2.7. Immunophenotyping

A total of 0.5 million cells were collected, washed with PBS, followed by 15 min of incubation in FACS staining buffer [Fetal Bovine Serum (2%), PBS (96%), 0.5M EDTA (1%), and Penicillin/Streptomycin (1%)] used for flow cytometry analysis. The supernatant was discarded after centrifugation, and the cells were then treated with a permeabilizing agent (0.1% Triton X-100 in 1X PBS) and incubated at RT for 15 min, followed by washing with 1X PBS. Blocking was performed with 2% BSA in 1X PBS for 1 hr. The cells were then incubated in FACS buffer stain, followed by incubation in the primary antibody at 4 °C overnight. Then, the cells were incubated with Alexa Fluor 488, a fluorescent-tagged secondary antibody, for 1 hr at RT. The cells were then washed, and fresh FACS buffer was added. The data were acquired through Guava flow cytometry (Merck, Millipore, FCS version 7.0).

2.8. Clonogenic Assay

To grow suspension cell colonies, a base layer was prepared by mixing an equal volume of 1% low-melting agarose with complete RPIM-1640 media kept at 42 °C. This was poured into a 6-well plate and was allowed to solidify at room temperature for 10minutes. The top layer was prepared by suspending the cells (10,000) in pre-warmed complete media and mixing this 1:1 with 0.6% low-melting agarose. Plates were kept at room temperature for 5-10 minutes until solidified completely. Above the agar, 1.5 ml of media was added, and the plates were transferred to the incubator maintained at 37 °C with 5% CO₂. Fresh media was added twice a week to keep the cell healthy.

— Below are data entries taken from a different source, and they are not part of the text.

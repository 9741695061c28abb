//! Line protocol for driving the draughts engine from another process.
//!
//! One command per line on stdin, replies on stdout. Logs go to stderr.

use engine::board::Board;
use engine::constants::Color;
use engine::coords::{parse_square, square_name};
use engine::error::NotationError;
use engine::game::{GameState, Selection};
use engine::history::Game;
use std::io::{self, BufRead, Write};
use tracing::{info, warn};
use tracing_subscriber::EnvFilter;

struct Protocol {
    game: Game,
}

impl Protocol {
    fn new() -> Self {
        Self { game: Game::new() }
    }

    /// Handles a single command line. Returns `false` once the session should end.
    fn handle<W: Write>(&mut self, line: &str, out: &mut W) -> io::Result<bool> {
        let parts: Vec<&str> = line.split_whitespace().collect();
        let Some(command) = parts.first() else {
            return Ok(true);
        };

        match *command {
            "isready" => writeln!(out, "readyok")?,
            "newgame" => self.game = Game::new(),
            "position" => match parse_position(&parts[1..]) {
                Ok((state, moves)) => {
                    let mut game = Game::from_state(state);
                    match moves.iter().find(|text| !play_sequence(&mut game, text)) {
                        Some(text) => {
                            warn!(mv = *text, "illegal move in position command");
                            writeln!(out, "rejected {}", text)?;
                        }
                        None => self.game = game,
                    }
                }
                Err(e) => {
                    warn!(error = %e, "bad position command");
                    writeln!(out, "error {}", e)?;
                }
            },
            "select" => match parts.get(1).map(|s| parse_square(s)) {
                Some(Ok(sq)) => {
                    self.game.select(sq);
                    match self.game.state().selection() {
                        Selection::Idle => writeln!(out, "idle")?,
                        Selection::Selected(sq) => writeln!(out, "selected {}", square_name(sq))?,
                        Selection::Chaining(sq) => writeln!(out, "chain {}", square_name(sq))?,
                    }
                }
                Some(Err(e)) => writeln!(out, "error {}", e)?,
                None => writeln!(out, "error missing square")?,
            },
            "move" => match parts.get(1).map(|s| parse_square(s)) {
                Some(Ok(sq)) => match self.game.play(sq) {
                    Some(mv) => {
                        match self.game.state().chain_origin() {
                            Some(origin) => writeln!(out, "moved {} chain {}", mv.to_notation(), square_name(origin))?,
                            None => writeln!(out, "moved {}", mv.to_notation())?,
                        }
                        if let Some(side) = self.game.winner() {
                            writeln!(out, "winner {}", side.name())?;
                        }
                    }
                    None => writeln!(out, "rejected")?,
                },
                Some(Err(e)) => writeln!(out, "error {}", e)?,
                None => writeln!(out, "error missing square")?,
            },
            "targets" => writeln!(out, "targets {}", self.game.state().legal_targets())?,
            "origins" => writeln!(out, "origins {}", self.game.state().movable_origins())?,
            "show" => {
                write!(out, "{}", self.game.state().board())?;
                writeln!(out, "turn {}", self.game.state().active_player().name())?;
            }
            "notation" => {
                let state = self.game.state();
                writeln!(out, "board {} {}", state.board().to_notation(), state.active_player().to_char())?;
            }
            "winner" => {
                let name = self.game.winner().map_or("none", Color::name);
                writeln!(out, "winner {}", name)?;
            }
            "undo" => {
                if self.game.undo() {
                    writeln!(out, "undone")?;
                } else {
                    writeln!(out, "rejected")?;
                }
            }
            "history" => {
                for (i, turn) in self.game.history().turns().iter().enumerate() {
                    writeln!(out, "{}. {} {}", i + 1, turn.player.name(), turn.to_notation())?;
                }
            }
            "quit" => return Ok(false),
            _ => warn!(command = *command, "unknown command"),
        }
        Ok(true)
    }
}

/// Plays a move sequence like `c3-d4` or `b6xd4xf2` on `game`.
fn play_sequence(game: &mut Game, text: &str) -> bool {
    let squares: Result<Vec<usize>, NotationError> = text.split(['-', 'x']).map(parse_square).collect();
    let Ok(squares) = squares else {
        return false;
    };
    let Some((&origin, destinations)) = squares.split_first() else {
        return false;
    };
    if destinations.is_empty() {
        return false;
    }

    if game.state().chain_origin().is_none() {
        game.select(origin);
    }
    if game.state().selection().origin() != Some(origin) {
        return false;
    }
    destinations.iter().all(|&sq| game.play(sq).is_some())
}

/// Parses the arguments of `position startpos|board <notation> <d|l> [moves ...]`.
fn parse_position<'a>(args: &'a [&'a str]) -> Result<(GameState, &'a [&'a str]), NotationError> {
    let (state, rest) = match args {
        ["startpos", rest @ ..] => (GameState::new(), rest),
        ["board", layout, side, rest @ ..] => {
            let board = Board::from_notation(layout)?;
            let player = side
                .chars()
                .next()
                .filter(|_| side.len() == 1)
                .and_then(Color::from_char)
                .ok_or_else(|| NotationError::BadSide(side.to_string()))?;
            (GameState::from_board(board, player), rest)
        }
        _ => return Err(NotationError::BadPosition(args.join(" "))),
    };

    let moves = match rest {
        ["moves", moves @ ..] => moves,
        _ => &[],
    };
    Ok((state, moves))
}

fn main() -> anyhow::Result<()> {
    tracing_subscriber::fmt()
        .with_env_filter(EnvFilter::try_from_default_env().unwrap_or_else(|_| EnvFilter::new("warn")))
        .with_writer(io::stderr)
        .init();

    let mut protocol = Protocol::new();
    let stdin = io::stdin();
    let mut stdout = io::stdout();
    info!("checkers protocol ready");

    for line in stdin.lock().lines() {
        let line = line?;
        if !protocol.handle(&line, &mut stdout)? {
            break;
        }
        stdout.flush()?;
    }
    Ok(())
}
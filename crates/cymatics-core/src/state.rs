//! Application state shared by input handling and the render entry point.
//!
//! The host owns one [`AppState`] and passes it by reference to both its
//! event handlers and its frame loop. Time is always supplied by the host as
//! seconds on its own monotonic clock; the state never reads a clock itself.

use crate::constants::{
    DEFAULT_FREQ_HZ, INTENSITY_BASELINE, INTENSITY_BOOST, INTENSITY_BOOST_SEC,
};
use crate::frame::FieldFrame;
use crate::geometry::{clamp_frequency, GeometryMode};
use crate::modes::{ModeCache, ModeIndices};

#[derive(Clone, Debug)]
pub struct AppState {
    frequency: f64,
    mode: GeometryMode,
    playing: bool,
    epoch_sec: f64,
    changed_at_sec: Option<f64>,
    cache: ModeCache,
}

impl AppState {
    pub fn new(now_sec: f64) -> Self {
        Self {
            frequency: DEFAULT_FREQ_HZ,
            mode: GeometryMode::default(),
            playing: false,
            epoch_sec: now_sec,
            changed_at_sec: None,
            cache: ModeCache::new(),
        }
    }

    pub fn frequency(&self) -> f64 {
        self.frequency
    }

    pub fn mode(&self) -> GeometryMode {
        self.mode
    }

    pub fn is_playing(&self) -> bool {
        self.playing
    }

    /// Set the drive frequency (clamped into range) and restart the animation
    /// clock. Returns the frequency actually applied.
    pub fn set_frequency(&mut self, frequency: f64, now_sec: f64) -> f64 {
        let f = clamp_frequency(frequency);
        self.frequency = f;
        self.epoch_sec = now_sec;
        self.changed_at_sec = Some(now_sec);
        f
    }

    pub fn nudge_frequency(&mut self, delta_hz: f64, now_sec: f64) -> f64 {
        self.set_frequency(self.frequency + delta_hz, now_sec)
    }

    /// Switch geometry. The clock restarts so the new pattern starts in phase.
    pub fn set_mode(&mut self, mode: GeometryMode, now_sec: f64) {
        self.mode = mode;
        self.epoch_sec = now_sec;
    }

    pub fn toggle_mode(&mut self, now_sec: f64) -> GeometryMode {
        self.set_mode(self.mode.toggled(), now_sec);
        self.mode
    }

    pub fn set_playing(&mut self, playing: bool, now_sec: f64) {
        if playing && !self.playing {
            self.epoch_sec = now_sec;
        }
        self.playing = playing;
    }

    pub fn toggle_playing(&mut self, now_sec: f64) -> bool {
        self.set_playing(!self.playing, now_sec);
        self.playing
    }

    /// Seconds since the current (mode, frequency) epoch, never negative.
    pub fn elapsed(&self, now_sec: f64) -> f64 {
        (now_sec - self.epoch_sec).max(0.0)
    }

    /// Display intensity: baseline plus a boost that decays linearly to zero
    /// over [`INTENSITY_BOOST_SEC`] after the last frequency change.
    pub fn intensity(&self, now_sec: f64) -> f64 {
        let Some(changed_at) = self.changed_at_sec else {
            return INTENSITY_BASELINE;
        };
        let since = (now_sec - changed_at).max(0.0);
        let remaining = (1.0 - since / INTENSITY_BOOST_SEC).max(0.0);
        INTENSITY_BASELINE + INTENSITY_BOOST * remaining
    }

    pub fn modes(&mut self) -> ModeIndices {
        self.cache.get(self.mode, self.frequency)
    }

    /// Overlay text: frequency line, then geometry and mode line.
    pub fn info_lines(&mut self) -> [String; 2] {
        let modes = self.modes();
        [
            format!("Frequency: {} Hz", self.frequency),
            format!("{}: Mode {}", self.mode.label(), modes),
        ]
    }

    /// Render the field for the current state into `frame`.
    pub fn render_frame(&mut self, frame: &mut FieldFrame, now_sec: f64) -> ModeIndices {
        let t = self.elapsed(now_sec);
        frame.render(self.mode, self.frequency, t, &mut self.cache)
    }
}
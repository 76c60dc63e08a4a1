//! Crude closed-form stand-ins for the Bessel functions J0 and J1.
//!
//! Below [`BESSEL_ASYMPTOTIC_THRESHOLD`] a single trigonometric term is used;
//! above it the large-argument asymptotic form takes over. These are tuned for
//! plausible nodal patterns, not numerical accuracy, and the rendered patterns
//! depend on the exact seam and phase offsets.

use crate::constants::BESSEL_ASYMPTOTIC_THRESHOLD;
use std::f64::consts::{FRAC_PI_4, PI};

#[inline]
fn asymptotic_envelope(z_abs: f64) -> f64 {
    (2.0 / (PI * z_abs)).sqrt()
}

/// Approximate J0. Total over all reals; even in `z`.
pub fn bessel_j0(z: f64) -> f64 {
    if z == 0.0 {
        return 1.0;
    }
    let z_abs = z.abs();
    if z_abs < BESSEL_ASYMPTOTIC_THRESHOLD {
        return z.cos();
    }
    asymptotic_envelope(z_abs) * (z_abs - FRAC_PI_4).cos()
}

/// Approximate J1. Total over all reals.
///
/// The asymptotic branch uses `|z|`, so unlike the true J1 it is not odd for
/// large negative arguments. Only non-negative arguments occur in the sampler.
pub fn bessel_j1(z: f64) -> f64 {
    if z == 0.0 {
        return 0.0;
    }
    let z_abs = z.abs();
    if z_abs < BESSEL_ASYMPTOTIC_THRESHOLD {
        return z.sin() / 2.0;
    }
    asymptotic_envelope(z_abs) * (z_abs - 3.0 * FRAC_PI_4).sin()
}
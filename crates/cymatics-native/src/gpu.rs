use cymatics_core::{canvas_side, FIELD_MAX_SIDE};

pub static FIELD_WGSL: &str = include_str!("../shaders/field.wgsl");

const FIELD_FORMAT: wgpu::TextureFormat = wgpu::TextureFormat::Rgba8UnormSrgb;

/// Square drawing area centred in the window, in physical pixels.
#[derive(Clone, Copy, Debug, PartialEq)]
pub struct Viewport {
    pub x: f32,
    pub y: f32,
    pub side: f32,
}

pub fn viewport_for(width: u32, height: u32) -> Viewport {
    let side = canvas_side(width as f64, height as f64).max(1.0) as f32;
    Viewport {
        x: ((width as f32 - side) * 0.5).max(0.0),
        y: ((height as f32 - side) * 0.5).max(0.0),
        side,
    }
}

/// Resolution of the CPU-sampled field for a given on-screen side.
pub fn field_side_for(viewport: &Viewport) -> u32 {
    (viewport.side as u32).clamp(1, FIELD_MAX_SIDE)
}

struct FieldTexture {
    texture: wgpu::Texture,
    bind_group: wgpu::BindGroup,
    side: u32,
}

pub struct GpuState<'w> {
    pub window: &'w winit::window::Window,
    surface: wgpu::Surface<'w>,
    device: wgpu::Device,
    queue: wgpu::Queue,
    config: wgpu::SurfaceConfiguration,
    pipeline: wgpu::RenderPipeline,
    bind_group_layout: wgpu::BindGroupLayout,
    sampler: wgpu::Sampler,
    field: FieldTexture,
    viewport: Viewport,
}

impl<'w> GpuState<'w> {
    pub async fn new(window: &'w winit::window::Window) -> anyhow::Result<Self> {
        let size = window.inner_size();
        let instance = wgpu::Instance::default();
        let surface = instance.create_surface(window)?;
        let adapter = instance
            .request_adapter(&wgpu::RequestAdapterOptions {
                power_preference: wgpu::PowerPreference::default(),
                compatible_surface: Some(&surface),
                force_fallback_adapter: false,
            })
            .await
            .ok_or_else(|| anyhow::anyhow!("No GPU adapter"))?;
        let (device, queue) = adapter
            .request_device(
                &wgpu::DeviceDescriptor {
                    required_features: wgpu::Features::empty(),
                    required_limits: wgpu::Limits::default(),
                    memory_hints: wgpu::MemoryHints::Performance,
                    label: None,
                },
                None,
            )
            .await?;

        let surface_caps = surface.get_capabilities(&adapter);
        let format = surface_caps
            .formats
            .iter()
            .copied()
            .find(|f| f.is_srgb())
            .or_else(|| surface_caps.formats.first().copied())
            .ok_or_else(|| anyhow::anyhow!("surface reports no formats"))?;
        let config = wgpu::SurfaceConfiguration {
            usage: wgpu::TextureUsages::RENDER_ATTACHMENT,
            format,
            width: size.width.max(1),
            height: size.height.max(1),
            present_mode: wgpu::PresentMode::Fifo,
            alpha_mode: surface_caps.alpha_modes[0],
            desired_maximum_frame_latency: 2,
            view_formats: vec![],
        };
        surface.configure(&device, &config);

        let shader = device.create_shader_module(wgpu::ShaderModuleDescriptor {
            label: Some("field_shader"),
            source: wgpu::ShaderSource::Wgsl(FIELD_WGSL.into()),
        });

        let bind_group_layout = device.create_bind_group_layout(&wgpu::BindGroupLayoutDescriptor {
            label: Some("field_bgl"),
            entries: &[
                wgpu::BindGroupLayoutEntry {
                    binding: 0,
                    visibility: wgpu::ShaderStages::FRAGMENT,
                    ty: wgpu::BindingType::Texture {
                        sample_type: wgpu::TextureSampleType::Float { filterable: true },
                        view_dimension: wgpu::TextureViewDimension::D2,
                        multisampled: false,
                    },
                    count: None,
                },
                wgpu::BindGroupLayoutEntry {
                    binding: 1,
                    visibility: wgpu::ShaderStages::FRAGMENT,
                    ty: wgpu::BindingType::Sampler(wgpu::SamplerBindingType::Filtering),
                    count: None,
                },
            ],
        });
        let sampler = device.create_sampler(&wgpu::SamplerDescriptor {
            label: Some("field_sampler"),
            address_mode_u: wgpu::AddressMode::ClampToEdge,
            address_mode_v: wgpu::AddressMode::ClampToEdge,
            mag_filter: wgpu::FilterMode::Linear,
            min_filter: wgpu::FilterMode::Linear,
            ..Default::default()
        });

        let pipeline_layout = device.create_pipeline_layout(&wgpu::PipelineLayoutDescriptor {
            label: Some("field_pl"),
            bind_group_layouts: &[&bind_group_layout],
            push_constant_ranges: &[],
        });
        let pipeline = device.create_render_pipeline(&wgpu::RenderPipelineDescriptor {
            label: Some("field_pipeline"),
            layout: Some(&pipeline_layout),
            vertex: wgpu::VertexState {
                module: &shader,
                entry_point: Some("vs_main"),
                buffers: &[],
                compilation_options: wgpu::PipelineCompilationOptions::default(),
            },
            primitive: wgpu::PrimitiveState::default(),
            depth_stencil: None,
            multisample: wgpu::MultisampleState::default(),
            fragment: Some(wgpu::FragmentState {
                module: &shader,
                entry_point: Some("fs_main"),
                targets: &[Some(wgpu::ColorTargetState {
                    format,
                    blend: Some(wgpu::BlendState::REPLACE),
                    write_mask: wgpu::ColorWrites::ALL,
                })],
                compilation_options: wgpu::PipelineCompilationOptions::default(),
            }),
            cache: None,
            multiview: None,
        });

        let viewport = viewport_for(config.width, config.height);
        let field = create_field_texture(
            &device,
            &bind_group_layout,
            &sampler,
            field_side_for(&viewport),
        );

        Ok(Self {
            window,
            surface,
            device,
            queue,
            config,
            pipeline,
            bind_group_layout,
            sampler,
            field,
            viewport,
        })
    }

    pub fn resize(&mut self, new_size: winit::dpi::PhysicalSize<u32>) {
        if new_size.width == 0 || new_size.height == 0 {
            return;
        }
        self.config.width = new_size.width;
        self.config.height = new_size.height;
        self.surface.configure(&self.device, &self.config);
        self.viewport = viewport_for(new_size.width, new_size.height);
        let side = field_side_for(&self.viewport);
        if side != self.field.side {
            log::info!("[gpu] field texture {side}x{side}");
            self.field =
                create_field_texture(&self.device, &self.bind_group_layout, &self.sampler, side);
        }
    }

    /// Side length the caller should sample the field at.
    pub fn field_side(&self) -> u32 {
        self.field.side
    }

    pub fn reconfigure(&mut self) {
        self.resize(self.window.inner_size());
    }

    /// Upload `pixels` (row-major, `field_side()^2` texels) and present.
    pub fn render(&mut self, pixels: &[[u8; 4]]) -> Result<(), wgpu::SurfaceError> {
        let side = self.field.side;
        if pixels.len() == (side * side) as usize {
            self.queue.write_texture(
                wgpu::TexelCopyTextureInfo {
                    texture: &self.field.texture,
                    mip_level: 0,
                    origin: wgpu::Origin3d::ZERO,
                    aspect: wgpu::TextureAspect::All,
                },
                bytemuck::cast_slice(pixels),
                wgpu::TexelCopyBufferLayout {
                    offset: 0,
                    bytes_per_row: Some(4 * side),
                    rows_per_image: Some(side),
                },
                wgpu::Extent3d {
                    width: side,
                    height: side,
                    depth_or_array_layers: 1,
                },
            );
        } else {
            log::debug!(
                "[gpu] skipping upload: {} texels for a {side}x{side} field",
                pixels.len()
            );
        }

        let frame = self.surface.get_current_texture()?;
        let view = frame
            .texture
            .create_view(&wgpu::TextureViewDescriptor::default());
        let mut encoder = self
            .device
            .create_command_encoder(&wgpu::CommandEncoderDescriptor {
                label: Some("encoder"),
            });
        {
            let mut rpass = encoder.begin_render_pass(&wgpu::RenderPassDescriptor {
                label: Some("field_pass"),
                color_attachments: &[Some(wgpu::RenderPassColorAttachment {
                    view: &view,
                    resolve_target: None,
                    ops: wgpu::Operations {
                        load: wgpu::LoadOp::Clear(wgpu::Color {
                            r: 0.02,
                            g: 0.02,
                            b: 0.04,
                            a: 1.0,
                        }),
                        store: wgpu::StoreOp::Store,
                    },
                })],
                depth_stencil_attachment: None,
                timestamp_writes: None,
                occlusion_query_set: None,
            });
            let vp = self.viewport;
            rpass.set_viewport(vp.x, vp.y, vp.side, vp.side, 0.0, 1.0);
            rpass.set_pipeline(&self.pipeline);
            rpass.set_bind_group(0, &self.field.bind_group, &[]);
            rpass.draw(0..3, 0..1);
        }
        self.queue.submit(Some(encoder.finish()));
        frame.present();
        Ok(())
    }
}

fn create_field_texture(
    device: &wgpu::Device,
    layout: &wgpu::BindGroupLayout,
    sampler: &wgpu::Sampler,
    side: u32,
) -> FieldTexture {
    let texture = device.create_texture(&wgpu::TextureDescriptor {
        label: Some("field_tex"),
        size: wgpu::Extent3d {
            width: side,
            height: side,
            depth_or_array_layers: 1,
        },
        mip_level_count: 1,
        sample_count: 1,
        dimension: wgpu::TextureDimension::D2,
        format: FIELD_FORMAT,
        usage: wgpu::TextureUsages::TEXTURE_BINDING | wgpu::TextureUsages::COPY_DST,
        view_formats: &[],
    });
    let view = texture.create_view(&wgpu::TextureViewDescriptor::default());
    let bind_group = device.create_bind_group(&wgpu::BindGroupDescriptor {
        label: Some("field_bg"),
        layout,
        entries: &[
            wgpu::BindGroupEntry {
                binding: 0,
                resource: wgpu::BindingResource::TextureView(&view),
            },
            wgpu::BindGroupEntry {
                binding: 1,
                resource: wgpu::BindingResource::Sampler(sampler),
            },
        ],
    });
    FieldTexture {
        texture,
        bind_group,
        side,
    }
}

Colonies were allowed to develop for 10 days, after which they were visualized by staining with crystal violet, and counted by Image J software.

2.9. Statistical Analysis

All experimental data are presented as mean ± SEM and were obtained from at least three independent experiments. Statistical analysis was performed using Graph Pad Prism version 8.4.3 (GraphPad Software, San Diego, CA, USA). Comparisons among groups were conducted using one-way or two-way analysis of variance (ANOVA) followed by post hoc analysis, as appropriate, to identify statistically significant differences. A p-value of less than 0.05 was considered statistically significant.

3. Results and Discussion

3.1. Over-Expression of Total c-MPL in Different Leukaemic Cell Lines Compared to WT Cells

The c-MPL receptor maintains the proliferative and quiescent state of HSCs [24]. To understand the correlation between leukaemia with c-MPL and its isoforms, we explored the relative expression of c-MPL in various leukaemia cell lines and normal PBMCs . As both myeloid and lymphoid cells originate from the common progenitor cells, i.e., HSC, we performed in vitro analysis with different leukemic cell lines representing KG1 (AML), K-562 (CML), HL-60 (APL-AML), and Jurkat (T-ALL), along with peripheral blood mononuclear cells (PBMC’s) as a control to check the c-MPL expression [25,26]. Our findings revealed that all leukaemia cell lines expressed significantly greater levels of c-MPL than the control cells. Among these, the HL60 and Jurkat cell lines, which reflect the M2 stage of AML in the FAB categorization [27] and T-ALL, respectively, had the greatest amount of c-MPL expression. Immunofluorescence assays showed c-MPL proteins on the cell membrane, with stronger fluorescence signals in leukaemia cell lines than in PBMCs (Figure 1 A, B). Through qRT-PCR analysis, we further found that compared to the normal cells, all the leukaemia cell lines expressed more c-MPL. Furthermore, the expression of c-MPL in HL60 and Jurkat cells was found to be more compared to the other leukaemia lines KG1 and K562 (Figure 1 C). Similar results were obtained by analyzing the c-MPL expression through immunophenotyping in different cell lines (Figure 1 D, E). Collectively, these results validated the enhanced expression of c-MPL in leukaemia cell lines. Also, there is a variation in the overexpression of c-MPL within the leukaemia lines, particularly in the HL60 and Jurkat cell lines, providing a clue for the interplay of other factors in leukemic pathophysiology.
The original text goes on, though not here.